Na manhã desta terça, poucas horas depois do discurso moderado de Bolsonaro, as redes sociais do presidente apresentavam um vídeo em que um homem mostrava a Ceasa de Belo Horizonte vazia e afirmava que era o desabastecimento causado pelo isolamento decretado pelos governos estaduais.

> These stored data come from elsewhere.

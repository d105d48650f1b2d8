use std::fs;
use std::path::PathBuf;
use std::time::Duration;

use directories::ProjectDirs;
use serde::{Deserialize, Serialize};

use crate::error::CatalogError;

pub const DEFAULT_BASE_URL: &str = "https://pokeapi.co/api/v2";
pub const DEFAULT_FALLBACK_IMAGE_URL: &str =
    "https://raw.githubusercontent.com/PokeAPI/sprites/master/sprites/pokemon/0.png";
const CONFIG_FILE_NAME: &str = "pokedex.json";

#[derive(Debug, Clone, PartialEq, Eq, Deserialize, Serialize)]
#[serde(deny_unknown_fields)]
pub struct Config {
    #[serde(default = "default_base_url")]
    pub base_url: String,
    #[serde(default = "default_entity_endpoint")]
    pub entity_endpoint: String,
    #[serde(default = "default_request_timeout_ms")]
    pub request_timeout_ms: u64,
    #[serde(default = "default_fallback_image_url")]
    pub fallback_image_url: String,
    #[serde(default = "default_max_retries")]
    pub max_retries: u32,
    #[serde(default = "default_retry_base_delay_ms")]
    pub retry_base_delay_ms: u64,
    #[serde(default = "default_max_evolution_depth")]
    pub max_evolution_depth: usize,
    #[serde(default = "default_batch_size")]
    pub batch_size: usize,
    #[serde(default = "default_catalog_limit")]
    pub catalog_limit: usize,
}

impl Default for Config {
    fn default() -> Self {
        Self {
            base_url: default_base_url(),
            entity_endpoint: default_entity_endpoint(),
            request_timeout_ms: default_request_timeout_ms(),
            fallback_image_url: default_fallback_image_url(),
            max_retries: default_max_retries(),
            retry_base_delay_ms: default_retry_base_delay_ms(),
            max_evolution_depth: default_max_evolution_depth(),
            batch_size: default_batch_size(),
            catalog_limit: default_catalog_limit(),
        }
    }
}

impl Config {
    pub fn request_timeout(&self) -> Duration {
        Duration::from_millis(self.request_timeout_ms)
    }

    pub fn retry_base_delay(&self) -> Duration {
        Duration::from_millis(self.retry_base_delay_ms)
    }

    /// `{base}/{endpoint}/{identifier}`, tolerant of a trailing slash on the base.
    pub fn entity_url(&self, identifier: &str) -> String {
        format!(
            "{}/{}/{}",
            self.base_url.trim_end_matches('/'),
            self.entity_endpoint,
            identifier
        )
    }

    pub fn listing_url(&self, limit: usize) -> String {
        format!(
            "{}/{}?limit={limit}",
            self.base_url.trim_end_matches('/'),
            self.entity_endpoint
        )
    }

    /// Rejects a blank base URL and zero-sized batch or depth limits.
    pub fn validate(self) -> Result<Self, CatalogError> {
        if self.base_url.trim().is_empty() {
            return Err(CatalogError::ConfigParse("base_url must not be empty".to_string()));
        }
        if self.batch_size == 0 {
            return Err(CatalogError::ConfigParse(
                "batch_size must be greater than zero".to_string(),
            ));
        }
        if self.max_evolution_depth == 0 {
            return Err(CatalogError::ConfigParse(
                "max_evolution_depth must be greater than zero".to_string(),
            ));
        }
        Ok(self)
    }
}

pub struct ConfigLoader;

impl ConfigLoader {
    /// Loads `path` when given. Otherwise looks for `pokedex.json` in the
    /// working directory, then the per-user config directory, and falls back
    /// to defaults when neither exists.
    pub fn resolve(path: Option<&str>) -> Result<Config, CatalogError> {
        if let Some(path) = path {
            return Self::read(PathBuf::from(path));
        }

        let local = PathBuf::from(CONFIG_FILE_NAME);
        if local.exists() {
            return Self::read(local);
        }

        if let Some(user) = user_config_path() {
            if user.exists() {
                return Self::read(user);
            }
        }

        Ok(Config::default())
    }

    pub fn parse(content: &str) -> Result<Config, CatalogError> {
        let config: Config = serde_json::from_str(content)
            .map_err(|err| CatalogError::ConfigParse(err.to_string()))?;
        config.validate()
    }

    fn read(path: PathBuf) -> Result<Config, CatalogError> {
        let content =
            fs::read_to_string(&path).map_err(|_| CatalogError::ConfigRead(path.clone()))?;
        Self::parse(&content)
    }
}

pub fn user_config_path() -> Option<PathBuf> {
    ProjectDirs::from("", "", "pokedex").map(|dirs| dirs.config_dir().join("config.json"))
}

fn default_base_url() -> String {
    DEFAULT_BASE_URL.to_string()
}

fn default_entity_endpoint() -> String {
    "pokemon".to_string()
}

fn default_request_timeout_ms() -> u64 {
    30_000
}

fn default_fallback_image_url() -> String {
    DEFAULT_FALLBACK_IMAGE_URL.to_string()
}

fn default_max_retries() -> u32 {
    2
}

fn default_retry_base_delay_ms() -> u64 {
    1_000
}

fn default_max_evolution_depth() -> usize {
    10
}

fn default_batch_size() -> usize {
    50
}

fn default_catalog_limit() -> usize {
    1172
}

#[cfg(test)]
mod tests {
    use assert_matches::assert_matches;

    use super::*;

    #[test]
    fn empty_object_yields_defaults() {
        let config = ConfigLoader::parse("{}").unwrap();
        assert_eq!(config, Config::default());
        assert_eq!(config.request_timeout(), Duration::from_secs(30));
        assert_eq!(config.max_retries, 2);
        assert_eq!(config.max_evolution_depth, 10);
    }

    #[test]
    fn urls_ignore_trailing_slash() {
        let config = Config {
            base_url: "http://localhost:8080/api/".to_string(),
            ..Config::default()
        };
        assert_eq!(
            config.entity_url("pikachu"),
            "http://localhost:8080/api/pokemon/pikachu"
        );
        assert_eq!(
            config.listing_url(20),
            "http://localhost:8080/api/pokemon?limit=20"
        );
    }

    #[test]
    fn zero_batch_size_rejected() {
        let err = ConfigLoader::parse(r#"{"batch_size": 0}"#).unwrap_err();
        assert_matches!(err, CatalogError::ConfigParse(_));
    }
}
use std::path::PathBuf;

use miette::Diagnostic;
use thiserror::Error;

#[derive(Debug, Error, Diagnostic)]
pub enum CatalogError {
    #[error("request to {url} timed out")]
    Timeout { url: String },

    #[error("transport error: {0}")]
    Transport(String),

    #[error("request failed with status {status}: {status_text}")]
    RequestFailed { status: u16, status_text: String },

    #[error("record not found: {0}")]
    NotFound(String),

    #[error("invalid identifier: {0:?}")]
    InvalidIdentifier(String),

    #[error("failed to decode response: {0}")]
    Decode(String),

    #[error("giving up on {identifier} after {attempts} attempts")]
    RetriesExhausted {
        identifier: String,
        attempts: u32,
        #[source]
        last: Box<CatalogError>,
    },

    #[error("failed to build HTTP client: {0}")]
    Client(String),

    #[error("failed to read config file at {0}")]
    ConfigRead(PathBuf),

    #[error("failed to parse JSON config: {0}")]
    ConfigParse(String),
}

impl CatalogError {
    /// Errors worth another attempt. A missing record or a malformed
    /// identifier will not change between attempts, but the retry policy still
    /// treats them as failures; this only feeds diagnostics.
    pub fn is_transient(&self) -> bool {
        match self {
            CatalogError::Timeout { .. } | CatalogError::Transport(_) => true,
            CatalogError::RequestFailed { status, .. } => {
                matches!(status, 429 | 500 | 502 | 503 | 504)
            }
            CatalogError::RetriesExhausted { last, .. } => last.is_transient(),
            _ => false,
        }
    }

    /// The innermost error, unwrapping retry exhaustion.
    pub fn root_cause(&self) -> &CatalogError {
        match self {
            CatalogError::RetriesExhausted { last, .. } => last.root_cause(),
            other => other,
        }
    }
}
use std::sync::Arc;

use tracing::{debug, warn};

use crate::loader::RecordSource;
use crate::record::{CanonicalRecord, EvolutionGraph};

/// Flattens an evolution graph into the records along its first-listed
/// branch. Alternate branches are dropped.
pub struct EvolutionResolver<'a, S: RecordSource + ?Sized> {
    source: &'a S,
    max_depth: usize,
}

impl<'a, S: RecordSource + ?Sized> EvolutionResolver<'a, S> {
    pub fn new(source: &'a S, max_depth: usize) -> Self {
        Self { source, max_depth }
    }

    /// Root first, at most `max_depth` nodes visited. A graph whose root has
    /// no children yields an empty chain. Species that fail to load are
    /// skipped and the walk carries on through the graph.
    pub fn resolve(&self, graph: &EvolutionGraph) -> Vec<Arc<CanonicalRecord>> {
        if !graph.has_evolutions() {
            return Vec::new();
        }

        let mut chain = Vec::new();
        let mut node = Some(&graph.chain);
        let mut steps = 0usize;
        while let Some(current) = node {
            if steps == self.max_depth {
                warn!(
                    root = %graph.chain.species.name,
                    max_depth = self.max_depth,
                    "evolution chain truncated"
                );
                break;
            }
            steps += 1;

            let name = &current.species.name;
            match self.source.load(name) {
                Some(record) => chain.push(record),
                None => debug!(species = %name, "skipping unresolved species"),
            }
            node = current.evolves_to.first();
        }
        chain
    }
}
use std::collections::BTreeSet;
use std::sync::Arc;
use std::time::Instant;

use serde::{Deserialize, Serialize};
use tracing::warn;

use crate::app::{ProgressEvent, ProgressSink};
use crate::batch;
use crate::config::Config;
use crate::domain::Identifier;
use crate::error::CatalogError;
use crate::fetcher::JsonFetcher;
use crate::loader::RecordSource;
use crate::record::CanonicalRecord;

#[derive(Debug, Clone, Deserialize)]
struct ListingPage {
    #[serde(default)]
    count: Option<u64>,
    #[serde(default)]
    results: Vec<ListingEntry>,
}

#[derive(Debug, Clone, Deserialize)]
struct ListingEntry {
    name: String,
}

/// One page of the catalog listing.
#[derive(Debug, Clone, PartialEq, Eq)]
pub struct Listing {
    /// Total entries upstream, when reported.
    pub available: Option<u64>,
    /// Page entries in listing order.
    pub identifiers: Vec<Identifier>,
}

/// Fetches the first `limit` entries of the catalog listing. Names that are
/// not valid identifiers are skipped.
pub fn list_identifiers<F: JsonFetcher + ?Sized>(
    fetcher: &F,
    config: &Config,
    limit: usize,
) -> Result<Listing, CatalogError> {
    let raw = fetcher.fetch_json(&config.listing_url(limit))?;
    let page: ListingPage =
        serde_json::from_value(raw).map_err(|err| CatalogError::Decode(err.to_string()))?;

    let mut identifiers = Vec::with_capacity(page.results.len());
    for entry in page.results {
        match entry.name.parse::<Identifier>() {
            Ok(id) => identifiers.push(id),
            Err(err) => warn!(name = %entry.name, error = %err, "skipping listing entry"),
        }
    }
    Ok(Listing {
        available: page.count,
        identifiers,
    })
}

/// Loads `identifiers` in chunks of `chunk_size`, one chunk at a time, and
/// returns the successes sorted by id. A progress event follows every chunk.
pub fn load_all<S>(
    source: &S,
    identifiers: &[Identifier],
    chunk_size: usize,
    sink: &dyn ProgressSink,
) -> Vec<Arc<CanonicalRecord>>
where
    S: RecordSource + ?Sized,
{
    let start = Instant::now();
    let total = identifiers.len();
    let mut records = Vec::with_capacity(total);
    let mut done = 0usize;
    for chunk in identifiers.chunks(chunk_size.max(1)) {
        records.extend(batch::load_batch(source, chunk));
        done += chunk.len();
        sink.event(ProgressEvent {
            message: format!("phase=Load; {done}/{total} ({}%)", done * 100 / total),
            elapsed: Some(start.elapsed()),
        });
    }
    records.sort_by_key(|record| record.id);
    records
}

/// Grid filter. Every set criterion must match; an empty filter keeps all.
#[derive(Debug, Clone, Default, PartialEq, Eq, Serialize, Deserialize)]
pub struct CatalogFilter {
    /// Exact type tag, e.g. `grass`.
    pub type_name: Option<String>,
    /// Exact display ability, e.g. `Overgrow`.
    pub ability: Option<String>,
    /// Case-insensitive substring of the display name.
    pub name_query: Option<String>,
}

impl CatalogFilter {
    pub fn is_empty(&self) -> bool {
        self.type_name.is_none() && self.ability.is_none() && self.name_query.is_none()
    }

    pub fn matches(&self, record: &CanonicalRecord) -> bool {
        if let Some(type_name) = &self.type_name {
            if !record.has_type(type_name) {
                return false;
            }
        }
        if let Some(ability) = &self.ability {
            if !record.has_ability(ability) {
                return false;
            }
        }
        if let Some(query) = &self.name_query {
            let query = query.trim().to_lowercase();
            if !query.is_empty() && !record.name.to_lowercase().contains(&query) {
                return false;
            }
        }
        true
    }

    pub fn apply(&self, records: &[Arc<CanonicalRecord>]) -> Vec<Arc<CanonicalRecord>> {
        records
            .iter()
            .filter(|record| self.matches(record))
            .cloned()
            .collect()
    }
}

pub fn distinct_types(records: &[Arc<CanonicalRecord>]) -> Vec<String> {
    records
        .iter()
        .flat_map(|record| record.types.iter().cloned())
        .collect::<BTreeSet<_>>()
        .into_iter()
        .collect()
}

pub fn distinct_abilities(records: &[Arc<CanonicalRecord>]) -> Vec<String> {
    records
        .iter()
        .flat_map(|record| record.abilities.iter().cloned())
        .collect::<BTreeSet<_>>()
        .into_iter()
        .collect()
}
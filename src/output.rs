use std::io::{self, Write};

use serde::Serialize;
use tracing::info;

use crate::app::{
    BatchResult, CatalogResult, EvolutionResult, ProgressEvent, ProgressSink, ProgressSinkKind,
    ShowResult,
};
use crate::catalog::CatalogFilter;
use crate::domain::format_number;
use crate::record::CanonicalRecord;

#[derive(Debug, Clone, Copy)]
pub enum OutputMode {
    Json,
    Text,
}

pub struct JsonOutput;

impl JsonOutput {
    pub fn print_show(result: &ShowResult) -> io::Result<()> {
        Self::print_json(result)
    }

    pub fn print_batch(result: &BatchResult) -> io::Result<()> {
        Self::print_json(result)
    }

    pub fn print_evolution(result: &EvolutionResult) -> io::Result<()> {
        Self::print_json(result)
    }

    pub fn print_catalog(result: &CatalogResult) -> io::Result<()> {
        Self::print_json(result)
    }

    fn print_json<T: Serialize>(value: &T) -> io::Result<()> {
        let json = serde_json::to_string_pretty(value).map_err(io::Error::other)?;
        let mut stdout = io::stdout();
        stdout.write_all(json.as_bytes())?;
        stdout.write_all(b"\n")?;
        Ok(())
    }
}

impl ProgressSink for JsonOutput {
    fn event(&self, _event: ProgressEvent) {}
}

/// Plain-text rendering for a terminal.
pub struct TextOutput;

impl TextOutput {
    pub fn print_show(result: &ShowResult) -> io::Result<()> {
        let mut out = io::stdout().lock();
        write_detail(&mut out, &result.record)
    }

    pub fn print_batch(result: &BatchResult) -> io::Result<()> {
        let mut out = io::stdout().lock();
        writeln!(out, "loaded {}/{}", result.loaded, result.requested)?;
        for record in &result.records {
            write_card(&mut out, record)?;
        }
        Ok(())
    }

    pub fn print_evolution(result: &EvolutionResult) -> io::Result<()> {
        let mut out = io::stdout().lock();
        if result.chain.is_empty() {
            writeln!(out, "{} has no known evolutions", result.root)?;
            return Ok(());
        }
        let steps: Vec<String> = result
            .chain
            .iter()
            .map(|step| format!("{} Nro. {}", step.name, step.number))
            .collect();
        writeln!(out, "{}", steps.join(" -> "))
    }

    pub fn print_catalog(result: &CatalogResult) -> io::Result<()> {
        let mut out = io::stdout().lock();
        writeln!(
            out,
            "{} shown, {} loaded of {} listed",
            result.records.len(),
            result.loaded,
            result.listed
        )?;
        if let Some(available) = result.available {
            writeln!(out, "available upstream: {available}")?;
        }
        if !result.filter.is_empty() {
            writeln!(out, "filter: {}", describe_filter(&result.filter))?;
        }
        writeln!(out, "types: {}", result.types.join(", "))?;
        for record in &result.records {
            write_card(&mut out, record)?;
        }
        Ok(())
    }
}

fn describe_filter(filter: &CatalogFilter) -> String {
    let mut parts = Vec::new();
    if let Some(type_name) = &filter.type_name {
        parts.push(format!("type={type_name}"));
    }
    if let Some(ability) = &filter.ability {
        parts.push(format!("ability={ability}"));
    }
    if let Some(query) = &filter.name_query {
        parts.push(format!("name~{query}"));
    }
    parts.join(" ")
}

fn write_card(out: &mut impl Write, record: &CanonicalRecord) -> io::Result<()> {
    writeln!(
        out,
        "Nro {}  {:<16} {}",
        format_number(record.id),
        record.name,
        record.types.join("/")
    )
}

fn write_detail(out: &mut impl Write, record: &CanonicalRecord) -> io::Result<()> {
    writeln!(out, "{} Nro {}", record.name, format_number(record.id))?;
    writeln!(out, "{}", record.description)?;
    writeln!(out, "category:  {}", record.category)?;
    writeln!(out, "height:    {}m", record.height)?;
    writeln!(out, "weight:    {}kg", record.weight)?;
    writeln!(out, "types:     {}", record.types.join(", "))?;
    writeln!(out, "abilities: {}", record.abilities.join(", "))?;
    for stat in &record.stats {
        writeln!(
            out,
            "  {:<17} {:>3} {:>5.1}%",
            stat.key.label(),
            stat.value,
            stat.percent()
        )?;
    }
    writeln!(out, "image:     {}", record.images.primary)
}

/// Forwards progress events to the log.
pub struct LogProgress {
    kind: ProgressSinkKind,
}

impl LogProgress {
    pub fn new(kind: ProgressSinkKind) -> Self {
        Self { kind }
    }
}

impl ProgressSink for LogProgress {
    fn event(&self, event: ProgressEvent) {
        match event.elapsed {
            Some(elapsed) => info!(
                command = ?self.kind,
                elapsed_ms = elapsed.as_millis() as u64,
                "{}",
                event.message
            ),
            None => info!(command = ?self.kind, "{}", event.message),
        }
    }
}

Pouco tempo depois, reportagens mostravam que o vídeo tinha sido gravado em um momento em que o entreposto normalmente está vazio para limpeza, e que a Ceasa estava funcionando normalmente nesta manhã. Bolsonaro apagou os posts e, mais tarde, a ministra da Agricultura, Tereza Cristina, confirmou em entrevista no Planalto que não há desabastecimento. No início da noite, o presidente pediu desculpas por ter publicado em uma rede social o vídeo sobre desabastecimento de uma central de alimentos em Belo Horizonte.
Desde uma tensa reunião de sábado, em que Mandetta avisou que defenderia o isolamento a despeito da posição contrária do presidente e pediu que Bolsonaro não minimizasse a epidemia, o relacionamento entre ambos melhorou, mas segue com desconfiança de ambos os lados, contou uma das fontes.
Mandetta, que chegou a ser ameaçado de demissão, segue contrariando as convicções do presidente, especialmente em relação ao isolamento e ao uso de cloroquina como medicamente que resolve todos os problemas, mas uma trégua foi atingida.
Em meio aos dois, o ministro da Casa Civil, além de organizar as diversas ações de todos os ministérios, tem servido de para-raios entre o presidente e o ministro. Questionado na terça-feira se apoiava a posição de Mandetta sobre o isolamento, Braga Netto foi incisivo: "plenamente".